An attractor state refers to a way of thinking about an industry's future evolution. It was proposed by the strategist Richard Rumelt in his classic, “Good Strategy, Bad Strategy” and can serve to inform both business strategy and career planning.


Photo Credit: Mark Eder/ Unsplash

Rumelt suggests two ways for how businesses can gain the high ground: breakthrough innovation or exploitation of a wave of change. A wave of change is a transformative shift that affects whole industries. It cannot be created and is beyond an organisation’s control. Rather, it is the net result of technological advances, market dynamics and shifts in consumer values and preferences. After a wave has passed, it is easy to recognise it, but often too late to act on it. It’s crucial to perceive and deal with a wave of change in its early stages of development to take advantage of it. This is where, according to Rumelt, skills in strategy are most valuable:


“Working with industry-wide or economy-wide change is even more advanced than particle physics – understanding and predicting patterns of these dynamics is difficult and chancy. Fortunately, a leader does not need to get it totally right – the organisation’s strategy merely has to be more right than those of its rivals. If you can peer into the fog of change and see 10 percent more clearly than others see, then you may gain an edge.”
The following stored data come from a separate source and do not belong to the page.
//! Outbound call control
//!
//! Places calls and redirects in-progress calls through the telephony
//! control API, and builds the connection documents the carrier fetches to
//! learn where to open the media stream. Plain HTTP against a configured
//! base URL; no carrier SDK.

use async_trait::async_trait;
use serde::Deserialize;
use std::time::Duration;
use thiserror::Error;

#[derive(Debug, Error)]
pub enum DialerError {
    #[error("call control request failed: {0}")]
    Network(String),
    #[error("call control returned status {0}: {1}")]
    Status(u16, String),
    #[error("call control response malformed: {0}")]
    Decode(String),
}

#[derive(Debug, Clone, Deserialize)]
pub struct PlacedCall {
    pub call_id: String,
}

#[async_trait]
pub trait Dialer: Send + Sync {
    /// Place an outbound call; the carrier will fetch the connection
    /// document and open a media stream back to us.
    async fn place_call(&self, to: &str) -> Result<PlacedCall, DialerError>;

    /// Redirect a live call to a new connection document (human handoff).
    async fn redirect(&self, call_id: &str, document_url: &str) -> Result<(), DialerError>;
}

#[derive(Debug, Clone)]
pub struct DialerConfig {
    pub base_url: String,
    pub api_key: String,
    pub from_number: String,
}

impl DialerConfig {
    pub fn from_env() -> Self {
        Self {
            base_url: std::env::var("DIALER_URL").unwrap_or_default(),
            api_key: std::env::var("DIALER_API_KEY").unwrap_or_default(),
            from_number: std::env::var("DIALER_FROM_NUMBER").unwrap_or_default(),
        }
    }
}

pub struct HttpDialer {
    client: reqwest::Client,
    config: DialerConfig,
    /// Base URL of this service, for the connection-document callbacks.
    public_url: String,
}

impl HttpDialer {
    pub fn new(config: DialerConfig, public_url: String) -> Self {
        let client = reqwest::Client::builder()
            .timeout(Duration::from_secs(10))
            .build()
            .expect("reqwest client");
        Self {
            client,
            config,
            public_url,
        }
    }
}

#[async_trait]
impl Dialer for HttpDialer {
    async fn place_call(&self, to: &str) -> Result<PlacedCall, DialerError> {
        let document_url = format!(
            "{}/outbound/connect?caller={}&callee={}",
            self.public_url, self.config.from_number, to
        );
        let response = self
            .client
            .post(format!("{}/calls", self.config.base_url))
            .bearer_auth(&self.config.api_key)
            .json(&serde_json::json!({
                "to": to,
                "from": self.config.from_number,
                "url": document_url,
                "status_callback": format!("{}/outbound/status", self.public_url),
            }))
            .send()
            .await
            .map_err(|e| DialerError::Network(e.to_string()))?;

        let status = response.status();
        if !status.is_success() {
            let text = response.text().await.unwrap_or_default();
            return Err(DialerError::Status(status.as_u16(), text));
        }
        response
            .json()
            .await
            .map_err(|e| DialerError::Decode(e.to_string()))
    }

    async fn redirect(&self, call_id: &str, document_url: &str) -> Result<(), DialerError> {
        let response = self
            .client
            .post(format!("{}/calls/{call_id}", self.config.base_url))
            .bearer_auth(&self.config.api_key)
            .json(&serde_json::json!({"url": document_url}))
            .send()
            .await
            .map_err(|e| DialerError::Network(e.to_string()))?;

        let status = response.status();
        if !status.is_success() {
            let text = response.text().await.unwrap_or_default();
            return Err(DialerError::Status(status.as_u16(), text));
        }
        Ok(())
    }
}

/// Dialer that records nothing and always succeeds; dev/test stand-in.
#[derive(Default)]
pub struct NoopDialer;

#[async_trait]
impl Dialer for NoopDialer {
    async fn place_call(&self, to: &str) -> Result<PlacedCall, DialerError> {
        tracing::info!(to = %to, "noop dialer: pretending to place call");
        Ok(PlacedCall {
            call_id: format!("noop-{}", uuid::Uuid::new_v4()),
        })
    }

    async fn redirect(&self, call_id: &str, document_url: &str) -> Result<(), DialerError> {
        tracing::info!(call_id = %call_id, url = %document_url, "noop dialer: pretending to redirect");
        Ok(())
    }
}

// ============================================================================
// Connection documents
// ============================================================================

fn xml_escape(s: &str) -> String {
    s.replace('&', "&amp;")
        .replace('<', "&lt;")
        .replace('>', "&gt;")
        .replace('"', "&quot;")
}

/// Document telling the carrier to open a media stream websocket to us.
pub fn stream_document(stream_url: &str) -> String {
    format!(
        "<?xml version=\"1.0\" encoding=\"UTF-8\"?>\
         <Response><Connect><Stream url=\"{}\"/></Connect></Response>",
        xml_escape(stream_url)
    )
}

/// Document that dials a human agent, used for mid-call handoff.
pub fn transfer_document(phone: &str) -> String {
    format!(
        "<?xml version=\"1.0\" encoding=\"UTF-8\"?>\
         <Response><Say>Please hold while I transfer you to a specialist.</Say>\
         <Dial>{}</Dial></Response>",
        xml_escape(phone)
    )
}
To navigate the “fog of change” Rumelt suggests five “mental guideposts” that can offer orientation. They are behaviours and market dynamics that trigger a largely predictable set of events. For example:

  • Rising costs, particularly in product development, can lead to industry consolidation.

  • Newly deregulated monopolies will likely abandon profitable product lines because years of subsidised price setting conceal the real costs even from them.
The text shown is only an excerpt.